== What is being asked ==
Wherever a line in the records below contains "anyhow", copy that line.

== Material shown ==
▬▬▬
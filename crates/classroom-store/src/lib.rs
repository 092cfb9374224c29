pub mod queries;
pub mod report;
pub mod seed;

use std::collections::{HashMap, VecDeque};
use std::sync::Mutex;

use anyhow::Result;
use chrono::{DateTime, Local, Utc};
use tracing::info;

use classroom_types::models::{Announcement, AttendanceEvent, SharedFile};

pub use seed::Seed;

/// In-memory state for attendance, class files and announcements.
///
/// One lock guards everything. Readers get owned snapshots so nothing is
/// iterated, serialized or written to a socket while the lock is held.
pub struct Store {
    state: Mutex<State>,
}

pub(crate) struct State {
    pub(crate) attendance: Vec<AttendanceEvent>,
    pub(crate) files_by_class: HashMap<String, Vec<SharedFile>>,
    pub(crate) announcements: VecDeque<Announcement>,
    pub(crate) timetable: HashMap<String, u32>,
    last_at: Option<DateTime<Utc>>,
    last_stamp: String,
    stamp_seq: u32,
}

impl State {
    /// Server clock for a new record, never earlier than the previous one.
    pub(crate) fn now(&mut self) -> DateTime<Utc> {
        let now = Utc::now();
        let at = match self.last_at {
            Some(last) if last > now => last,
            _ => now,
        };
        self.last_at = Some(at);
        at
    }

    /// 14-digit local timestamp id. Records stamped within the same second
    /// get a `-N` suffix.
    pub(crate) fn next_id(&mut self, at: DateTime<Utc>) -> String {
        let stamp = at.with_timezone(&Local).format("%Y%m%d%H%M%S").to_string();
        if stamp == self.last_stamp {
            self.stamp_seq += 1;
            format!("{}-{}", stamp, self.stamp_seq)
        } else {
            self.last_stamp = stamp.clone();
            self.stamp_seq = 0;
            stamp
        }
    }
}

impl Store {
    pub fn new(seed: Seed) -> Self {
        info!(
            "Store seeded with classes {:?} and {} timetable entries",
            seed.classes,
            seed.timetable.len()
        );

        let files_by_class = seed
            .classes
            .into_iter()
            .map(|class_id| (class_id, Vec::new()))
            .collect();

        Self {
            state: Mutex::new(State {
                attendance: Vec::new(),
                files_by_class,
                announcements: VecDeque::new(),
                timetable: seed.timetable,
                last_at: None,
                last_stamp: String::new(),
                stamp_seq: 0,
            }),
        }
    }

    pub(crate) fn with_state<F, T>(&self, f: F) -> Result<T>
    where
        F: FnOnce(&mut State) -> T,
    {
        let mut state = self
            .state
            .lock()
            .map_err(|e| anyhow::anyhow!("Store lock poisoned: {}", e))?;
        Ok(f(&mut state))
    }
}

impl Default for Store {
    fn default() -> Self {
        Self::new(Seed::default())
    }
}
▬▬▬
== Result ==
use anyhow::Result;
            .map_err(|e| anyhow::anyhow!("Store lock poisoned: {}", e))?;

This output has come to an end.